Presentation of the additive group of the rational numbers

Question

We know that $\mathbb{Q}\cong\mathbb{Z}\times\mathbb{Z}/\sim$, where the isomorphism is a ring isomorphism and the equivalence relation is defined as

$$(a,b)\sim(c,d)\Longleftrightarrow ad=bc$$

Then the relation is stated in terms of the integers' multiplication. So, if I want to give a presentation for the additive group of $\mathbb{Q}$, how should I modify the presentation

$$\mathbb{Z}\times\mathbb{Z}\cong\, \langle a,b|aba^{1}b^{-1} \rangle$$

as I can't use the multiplication? The equivalence relation that defines $\mathbb{Q}$ can be stated in additive terms as

$$(a,b)\sim(c,d)\Longleftrightarrow \begin{cases}a=nc\\b=nd\end{cases}$$

where of course $nx$ stands for $\sum_{i=1}^{n}x$, but I have no idea as how to insert it in the presentation. I'm in doubt that the additive group of $\mathbb{Q}$ is different from that of $\mathbb{Z}\times\mathbb{Z}$, but it seems to me that fractions should be identified on the (additive) group structure independently of the subsequent definition of the multiplication.

Answer 1

By the way, a presentation of $(\mathbb{Q},+)$ is

$$\langle x_1,x_2,\ldots \mid x_n^n=x_{n-1}, \ n \geq 2 \rangle.$$

To understand why, it is possible to consider the morphism induced by $x_n \mapsto \frac{1}{n!}$.

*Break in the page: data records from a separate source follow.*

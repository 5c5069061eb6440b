use super::{Task, TaskStatus};

/// Site-wide progress summary shown in the status bar.
#[derive(Debug, Clone, Copy, PartialEq, Default)]
pub struct ProgressSummary {
    /// Earned value ratio, 0.0 to 1.0.
    pub earned: f64,
    pub completed: usize,
    pub in_progress: usize,
    pub delayed: usize,
    pub total: usize,
}

/// Earned-value progress over a task set.
///
/// Tasks are weighted by `total_value` when at least one task carries a
/// positive value; tasks without a value then weigh nothing. Otherwise
/// every task counts equally.
pub fn earned_value(tasks: &[Task]) -> f64 {
    let weighted: f64 = tasks
        .iter()
        .filter_map(|t| t.total_value.filter(|v| *v > 0.0))
        .sum();
    if weighted > 0.0 {
        let earned: f64 = tasks
            .iter()
            .filter_map(|t| t.total_value.filter(|v| *v > 0.0).map(|v| v * t.progress_ratio()))
            .sum();
        earned / weighted
    } else if tasks.is_empty() {
        0.0
    } else {
        tasks.iter().map(Task::progress_ratio).sum::<f64>() / tasks.len() as f64
    }
}

pub fn summarize(tasks: &[Task]) -> ProgressSummary {
    let count = |status| tasks.iter().filter(|t| t.status == status).count();
    ProgressSummary {
        earned: earned_value(tasks),
        completed: count(TaskStatus::Completed),
        in_progress: count(TaskStatus::InProgress),
        delayed: count(TaskStatus::Delayed),
        total: tasks.len(),
    }
}

#[cfg(test)]
mod tests {
    use super::*;
    use chrono::NaiveDate;

    fn task(value: Option<f64>, total: f64, done: f64) -> Task {
        let day = NaiveDate::from_ymd_opt(2024, 8, 1).unwrap();
        let mut t = Task::new("Work", day, day);
        t.total_value = value;
        t.total_volume = Some(total);
        t.completed_volume = Some(done);
        t
    }

    #[test]
    fn weights_by_value() {
        let tasks = vec![task(Some(9000.0), 10.0, 10.0), task(Some(1000.0), 10.0, 0.0)];
        assert!((earned_value(&tasks) - 0.9).abs() < 1e-9);
    }

    #[test]
    fn falls_back_to_plain_average() {
        let tasks = vec![task(None, 10.0, 5.0), task(None, 4.0, 4.0)];
        assert!((earned_value(&tasks) - 0.75).abs() < 1e-9);
        assert_eq!(earned_value(&[]), 0.0);
    }

    #[test]
    fn counts_statuses() {
        let mut a = task(None, 1.0, 1.0);
        a.status = TaskStatus::Completed;
        let mut b = task(None, 1.0, 0.0);
        b.status = TaskStatus::Delayed;
        let s = summarize(&[a, b]);
        assert_eq!((s.completed, s.delayed, s.in_progress, s.total), (1, 1, 0, 2));
    }
}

For more information, see Johnson's book, Presentations of groups, Chapter 5.7.

Answer 2

$\mathbb{Q}$ is not a quotient of $\mathbb{Z}\times \mathbb{Z}$, or indeed any finite product of copies of $\mathbb{Z}$. By the classification of finitely generated abelian groups, a quotient of $\mathbb{Z}^N$ has a free component (which is a product of finitely many $\mathbb{Z}$'s) and a torsion component.

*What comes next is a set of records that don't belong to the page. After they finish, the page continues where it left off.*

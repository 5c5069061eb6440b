use chrono::NaiveDate;
use egui::{Color32, RichText, Ui};
use uuid::Uuid;

use crate::model::Project;
use crate::ui::theme;

/// Actions that the task table can request.
pub enum TaskTableAction {
    None,
    Select(Uuid),
    Delete(Uuid),
    Add,
}

/// Render the left-side task table panel.
pub fn show_task_table(
    project: &Project,
    selected_task: Option<Uuid>,
    today: NaiveDate,
    ui: &mut Ui,
) -> TaskTableAction {
    let mut action = TaskTableAction::None;
    let tasks = project.store.tasks();

    ui.add_space(2.0);
    ui.horizontal(|ui| {
        ui.label(
            RichText::new("Tasks")
                .strong()
                .size(15.0)
                .color(theme::TEXT_PRIMARY),
        );
        ui.add_space(4.0);
        ui.label(
            RichText::new(format!("({})", tasks.len()))
                .size(11.0)
                .color(theme::TEXT_DIM),
        );
    });
    ui.add_space(4.0);

    let btn = egui::Button::new(
        RichText::new(format!("{}  Add Task", egui_phosphor::regular::PLUS))
            .color(Color32::WHITE)
            .size(12.0),
    )
    .fill(theme::ACCENT)
    .rounding(egui::Rounding::same(5.0));
    if ui.add_sized([ui.available_width(), 30.0], btn).clicked() {
        action = TaskTableAction::Add;
    }

    ui.add_space(6.0);
    ui.separator();
    ui.add_space(2.0);

    egui::ScrollArea::vertical()
        .auto_shrink([false, false])
        .show(ui, |ui| {
            for (i, task) in tasks.iter().enumerate() {
                let is_selected = selected_task == Some(task.id);
                let row_bg = if is_selected {
                    theme::BG_SELECTED
                } else if i % 2 == 0 {
                    theme::BG_PANEL
                } else {
                    theme::BG_DARK
                };

                let frame = egui::Frame {
                    fill: row_bg,
                    rounding: egui::Rounding::same(4.0),
                    inner_margin: egui::Margin::symmetric(6.0, 4.0),
                    outer_margin: egui::Margin::ZERO,
                    stroke: egui::Stroke::NONE,
                    shadow: egui::epaint::Shadow::NONE,
                };

                let frame_resp = frame.show(ui, |ui| {
                    ui.horizontal(|ui| {
                        ui.spacing_mut().item_spacing.x = 6.0;
                        let color = theme::status_color(task.status);

                        let (dot_rect, _) =
                            ui.allocate_exact_size(egui::vec2(6.0, 6.0), egui::Sense::hover());
                        ui.painter().circle_filled(dot_rect.center(), 3.0, color);

                        let name_color = if task.is_overdue(today) {
                            theme::DANGER
                        } else if is_selected {
                            Color32::WHITE
                        } else {
                            theme::TEXT_PRIMARY
                        };
                        ui.add(
                            egui::Label::new(RichText::new(&task.name).size(12.0).color(name_color))
                                .truncate(),
                        )
                        .on_hover_text(format!(
                            "{} · {}",
                            task.status,
                            project.worker_label(task.assigned_worker_id)
                        ));

                        ui.with_layout(
                            egui::Layout::right_to_left(egui::Align::Center),
                            |ui| {
                                ui.spacing_mut().item_spacing.x = 4.0;

                                let del_btn = ui.add(
                                    egui::Button::new(
                                        RichText::new(egui_phosphor::regular::TRASH)
                                            .size(11.0)
                                            .color(theme::TEXT_DIM),
                                    )
                                    .frame(false),
                                );
                                if del_btn.on_hover_text("Delete task").clicked() {
                                    action = TaskTableAction::Delete(task.id);
                                }

                                ui.add(
                                    egui::ProgressBar::new(task.progress_ratio() as f32)
                                        .desired_width(48.0)
                                        .fill(color)
                                        .rounding(egui::Rounding::same(3.0)),
                                );

                                ui.label(
                                    RichText::new(task.end_date.format("%d/%m").to_string())
                                        .size(10.0)
                                        .color(theme::TEXT_SECONDARY),
                                );
                                ui.label(RichText::new("→").size(9.0).color(theme::TEXT_DIM));
                                ui.label(
                                    RichText::new(task.start_date.format("%d/%m").to_string())
                                        .size(10.0)
                                        .color(theme::TEXT_SECONDARY),
                                );
                            },
                        );
                    });
                });

                let row_click = ui.interact(
                    frame_resp.response.rect,
                    egui::Id::new(("task-row", task.id)),
                    egui::Sense::click(),
                );
                if row_click.clicked() {
                    action = TaskTableAction::Select(task.id);
                }

                ui.add_space(1.0);
            }
        });

    action
}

If $\mathbb{Q}$ were isomorphic to such a quotient, it couldn't have a torsion component because $\mathbb{Q}$ doesn't have any torsion (there is no integer $n$ and nonzero element $x$ such that $nx=0$). However, $\mathbb Q$ is not free because for any element $x$ and any integer $n$ there is an element $y$ such that $ny=x$; this is not true for free abelian groups. We can see a simple example where this fails in a free abelian group in the element $x=(1,0,0,\ldots,0)$; there is no element $y$ such that $ny=x$ for any $n>1$.

Any abelian group is a quotient of a free abelian group, but for $\mathbb{Q}$ we would need a free abelian group with infinitely many generators. In particular, $\mathbb{Z}\times\mathbb{Z}$ won't work.